=== The problem ===
Each entry below is to be printed verbatim.
───── Records for this exercise
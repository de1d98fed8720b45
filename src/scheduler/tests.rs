use std::sync::Arc;
use std::time::Duration;

use tokio::sync::mpsc::UnboundedReceiver;
use tokio::time::sleep;

use super::*;
use crate::engine::testing::FakeCompiler;

const SETTLE: Duration = Duration::from_millis(300);

fn snap(id: u64, text: &str) -> Snapshot {
    Snapshot::new(SnapshotId(id), text)
}

fn start(compiler: &Arc<FakeCompiler>) -> (SchedulerHandle, UnboundedReceiver<CompileEvent>) {
    CompileScheduler::spawn(compiler.clone(), SETTLE)
}

/// Drain whatever events are queued right now.
fn drain(rx: &mut UnboundedReceiver<CompileEvent>) -> Vec<CompileEvent> {
    let mut out = Vec::new();
    while let Ok(event) = rx.try_recv() {
        out.push(event);
    }
    out
}

fn finished_ids(events: &[CompileEvent]) -> Vec<u64> {
    events
        .iter()
        .filter_map(|e| match e {
            CompileEvent::Finished { snapshot, .. } => Some(snapshot.0),
            _ => None,
        })
        .collect()
}

#[tokio::test(flavor = "current_thread", start_paused = true)]
async fn test_rapid_changes_coalesce_into_one_compile() {
    let compiler = FakeCompiler::new(Duration::from_millis(50));
    let (handle, mut events) = start(&compiler);

    for (i, text) in ["= A", "= Al", "= Ali", "= Alic", "= Alice"].iter().enumerate() {
        handle.notify_change(snap(i as u64 + 1, text));
        sleep(Duration::from_millis(100)).await;
    }
    assert_eq!(compiler.call_count(), 0, "nothing fires while typing");

    sleep(Duration::from_secs(1)).await;
    assert_eq!(compiler.sources(), vec!["= Alice".to_string()]);
    assert_eq!(finished_ids(&drain(&mut events)), vec![5]);
}

#[tokio::test(flavor = "current_thread", start_paused = true)]
async fn test_fires_only_after_settle_period() {
    let compiler = FakeCompiler::new(Duration::ZERO);
    let (handle, _events) = start(&compiler);

    handle.notify_change(snap(1, "= Hi"));
    sleep(Duration::from_millis(299)).await;
    assert_eq!(compiler.call_count(), 0);

    sleep(Duration::from_millis(10)).await;
    assert_eq!(compiler.call_count(), 1);
}

#[tokio::test(flavor = "current_thread", start_paused = true)]
async fn test_blank_buffer_short_circuits() {
    let compiler = FakeCompiler::new(Duration::ZERO);
    let (handle, mut events) = start(&compiler);

    handle.notify_change(snap(1, "= Draft"));
    sleep(Duration::from_millis(100)).await;
    handle.notify_change(snap(2, "  \n "));
    sleep(Duration::from_millis(10)).await;

    let seen = drain(&mut events);
    assert!(matches!(
        seen.as_slice(),
        [CompileEvent::Empty { snapshot: SnapshotId(2) }]
    ));

    sleep(Duration::from_secs(2)).await;
    assert_eq!(compiler.call_count(), 0, "pending countdown was cancelled");
}

#[tokio::test(flavor = "current_thread", start_paused = true)]
async fn test_single_in_flight_then_latest_pending() {
    let compiler = FakeCompiler::new(Duration::from_millis(500));
    let (handle, mut events) = start(&compiler);

    // A fires at 300ms and runs until 800ms
    handle.notify_change(snap(1, "A"));
    sleep(Duration::from_millis(400)).await;
    handle.notify_change(snap(2, "AB"));
    sleep(Duration::from_millis(50)).await;
    handle.notify_change(snap(3, "ABC"));

    sleep(Duration::from_secs(3)).await;

    assert_eq!(compiler.sources(), vec!["A".to_string(), "ABC".to_string()]);
    assert_eq!(compiler.max_concurrent(), 1);
    assert_eq!(finished_ids(&drain(&mut events)), vec![1, 3]);
}

#[tokio::test(flavor = "current_thread", start_paused = true)]
async fn test_immediate_bypasses_debounce_and_drops_older_pending() {
    let compiler = FakeCompiler::new(Duration::from_millis(20));
    let (handle, mut events) = start(&compiler);

    handle.notify_change(snap(1, "= Old"));
    let result = handle
        .compile_now(snap(2, "= Saved"), ExportKind::Publish)
        .await
        .unwrap();
    assert!(result.pdf.is_some());

    sleep(Duration::from_secs(1)).await;
    assert_eq!(
        compiler.calls(),
        vec![("= Saved".to_string(), ExportKind::Publish)]
    );
    assert_eq!(finished_ids(&drain(&mut events)), vec![2]);
}

#[tokio::test(flavor = "current_thread", start_paused = true)]
async fn test_immediate_waits_for_in_flight() {
    let compiler = FakeCompiler::new(Duration::from_millis(200));
    let (handle, _events) = start(&compiler);

    handle.notify_change(snap(1, "= Draft"));
    sleep(Duration::from_millis(350)).await; // draft compiling

    handle
        .compile_now(snap(2, "= Final"), ExportKind::Publish)
        .await
        .unwrap();

    assert_eq!(compiler.sources(), vec!["= Draft", "= Final"]);
    assert_eq!(compiler.max_concurrent(), 1);
}

#[tokio::test(flavor = "current_thread", start_paused = true)]
async fn test_compile_errors_are_delivered() {
    let compiler = FakeCompiler::new(Duration::ZERO);
    let (handle, mut events) = start(&compiler);

    handle.notify_change(snap(1, "#error"));
    sleep(Duration::from_millis(400)).await;

    let seen = drain(&mut events);
    let failed = seen.iter().any(|e| {
        matches!(
            e,
            CompileEvent::Finished {
                result: Err(EngineError::Compile(_)),
                ..
            }
        )
    });
    assert!(failed, "{seen:?}");
}

#[tokio::test(flavor = "current_thread", start_paused = true)]
async fn test_blank_immediate_never_reaches_engine() {
    let compiler = FakeCompiler::new(Duration::ZERO);
    let (handle, _events) = start(&compiler);

    let result = handle.compile_now(snap(1, ""), ExportKind::Publish).await;
    assert!(matches!(result, Err(EngineError::Compile(_))));
    assert_eq!(compiler.call_count(), 0);
}

#[tokio::test(flavor = "current_thread", start_paused = true)]
async fn test_shutdown_stops_loop() {
    let compiler = FakeCompiler::new(Duration::ZERO);
    let (handle, mut events) = start(&compiler);

    handle.shutdown();
    sleep(Duration::from_millis(10)).await;
    assert!(events.recv().await.is_none());

    let result = handle.compile_now(snap(1, "= x"), ExportKind::Preview).await;
    assert!(matches!(result, Err(EngineError::NotReady)));
}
──────────
=== Written response ===
repository de1d98fed8720b45
filename src/scheduler/tests.rs
use std::sync::Arc;
use std::time::Duration;

use tokio::sync::mpsc::UnboundedReceiver;
use tokio::time::sleep;

use super::*;
use crate::engine::testing::FakeCompiler;

const SETTLE: Duration = Duration::from_millis(300);

fn snap(id: u64, text: &str) -> Snapshot {
    Snapshot::new(SnapshotId(id), text)
}

fn start(compiler: &Arc<FakeCompiler>) -> (SchedulerHandle, UnboundedReceiver<CompileEvent>) {
    CompileScheduler::spawn(compiler.clone(), SETTLE)
}

/// Drain whatever events are queued right now.
fn drain(rx: &mut UnboundedReceiver<CompileEvent>) -> Vec<CompileEvent> {
    let mut out = Vec::new();
    while let Ok(event) = rx.try_recv() {
        out.push(event);
    }
    out
}

fn finished_ids(events: &[CompileEvent]) -> Vec<u64> {
    events
        .iter()
        .filter_map(|e| match e {
            CompileEvent::Finished { snapshot, .. } => Some(snapshot.0),
            _ => None,
        })
        .collect()
}

#[tokio::test(flavor = "current_thread", start_paused = true)]
async fn test_rapid_changes_coalesce_into_one_compile() {
    let compiler = FakeCompiler::new(Duration::from_millis(50));
    let (handle, mut events) = start(&compiler);

    for (i, text) in ["= A", "= Al", "= Ali", "= Alic", "= Alice"].iter().enumerate() {
        handle.notify_change(snap(i as u64 + 1, text));
        sleep(Duration::from_millis(100)).await;
    }
    assert_eq!(compiler.call_count(), 0, "nothing fires while typing");

    sleep(Duration::from_secs(1)).await;
    assert_eq!(compiler.sources(), vec!["= Alice".to_string()]);
    assert_eq!(finished_ids(&drain(&mut events)), vec![5]);
}

#[tokio::test(flavor = "current_thread", start_paused = true)]
async fn test_fires_only_after_settle_period() {
    let compiler = FakeCompiler::new(Duration::ZERO);
    let (handle, _events) = start(&compiler);

    handle.notify_change(snap(1, "= Hi"));
    sleep(Duration::from_millis(299)).await;
    assert_eq!(compiler.call_count(), 0);

    sleep(Duration::from_millis(10)).await;
    assert_eq!(compiler.call_count(), 1);
}

#[tokio::test(flavor = "current_thread", start_paused = true)]
async fn test_blank_buffer_short_circuits() {
    let compiler = FakeCompiler::new(Duration::ZERO);
    let (handle, mut events) = start(&compiler);

    handle.notify_change(snap(1, "= Draft"));
    sleep(Duration::from_millis(100)).await;
    handle.notify_change(snap(2, "  \n "));
    sleep(Duration::from_millis(10)).await;

    let seen = drain(&mut events);
    assert!(matches!(
        seen.as_slice(),
        [CompileEvent::Empty { snapshot: SnapshotId(2) }]
    ));

    sleep(Duration::from_secs(2)).await;
    assert_eq!(compiler.call_count(), 0, "pending countdown was cancelled");
}

#[tokio::test(flavor = "current_thread", start_paused = true)]
async fn test_single_in_flight_then_latest_pending() {
    let compiler = FakeCompiler::new(Duration::from_millis(500));
    let (handle, mut events) = start(&compiler);

    // A fires at 300ms and runs until 800ms
    handle.notify_change(snap(1, "A"));
    sleep(Duration::from_millis(400)).await;
    handle.notify_change(snap(2, "AB"));
    sleep(Duration::from_millis(50)).await;
    handle.notify_change(snap(3, "ABC"));

    sleep(Duration::from_secs(3)).await;

    assert_eq!(compiler.sources(), vec!["A".to_string(), "ABC".to_string()]);
    assert_eq!(compiler.max_concurrent(), 1);
    assert_eq!(finished_ids(&drain(&mut events)), vec![1, 3]);
}

#[tokio::test(flavor = "current_thread", start_paused = true)]
async fn test_immediate_bypasses_debounce_and_drops_older_pending() {
    let compiler = FakeCompiler::new(Duration::from_millis(20));
    let (handle, mut events) = start(&compiler);

    handle.notify_change(snap(1, "= Old"));
    let result = handle
        .compile_now(snap(2, "= Saved"), ExportKind::Publish)
        .await
        .unwrap();
    assert!(result.pdf.is_some());

    sleep(Duration::from_secs(1)).await;
    assert_eq!(
        compiler.calls(),
        vec![("= Saved".to_string(), ExportKind::Publish)]
    );
    assert_eq!(finished_ids(&drain(&mut events)), vec![2]);
}

#[tokio::test(flavor = "current_thread", start_paused = true)]
async fn test_immediate_waits_for_in_flight() {
    let compiler = FakeCompiler::new(Duration::from_millis(200));
    let (handle, _events) = start(&compiler);

    handle.notify_change(snap(1, "= Draft"));
    sleep(Duration::from_millis(350)).await; // draft compiling

    handle
        .compile_now(snap(2, "= Final"), ExportKind::Publish)
        .await
        .unwrap();

    assert_eq!(compiler.sources(), vec!["= Draft", "= Final"]);
    assert_eq!(compiler.max_concurrent(), 1);
}

#[tokio::test(flavor = "current_thread", start_paused = true)]
async fn test_compile_errors_are_delivered() {
    let compiler = FakeCompiler::new(Duration::ZERO);
    let (handle, mut events) = start(&compiler);

    handle.notify_change(snap(1, "#error"));
    sleep(Duration::from_millis(400)).await;

    let seen = drain(&mut events);
    let failed = seen.iter().any(|e| {
        matches!(
            e,
            CompileEvent::Finished {
                result: Err(EngineError::Compile(_)),
                ..
            }
        )
    });
    assert!(failed, "{seen:?}");
}

#[tokio::test(flavor = "current_thread", start_paused = true)]
async fn test_blank_immediate_never_reaches_engine() {
    let compiler = FakeCompiler::new(Duration::ZERO);
    let (handle, _events) = start(&compiler);

    let result = handle.compile_now(snap(1, ""), ExportKind::Publish).await;
    assert!(matches!(result, Err(EngineError::Compile(_))));
    assert_eq!(compiler.call_count(), 0);
}

#[tokio::test(flavor = "current_thread", start_paused = true)]
async fn test_shutdown_stops_loop() {
    let compiler = FakeCompiler::new(Duration::ZERO);
    let (handle, mut events) = start(&compiler);

    handle.shutdown();
    sleep(Duration::from_millis(10)).await;
    assert!(events.recv().await.is_none());

    let result = handle.compile_now(snap(1, "= x"), ExportKind::Preview).await;
    assert!(matches!(result, Err(EngineError::NotReady)));
}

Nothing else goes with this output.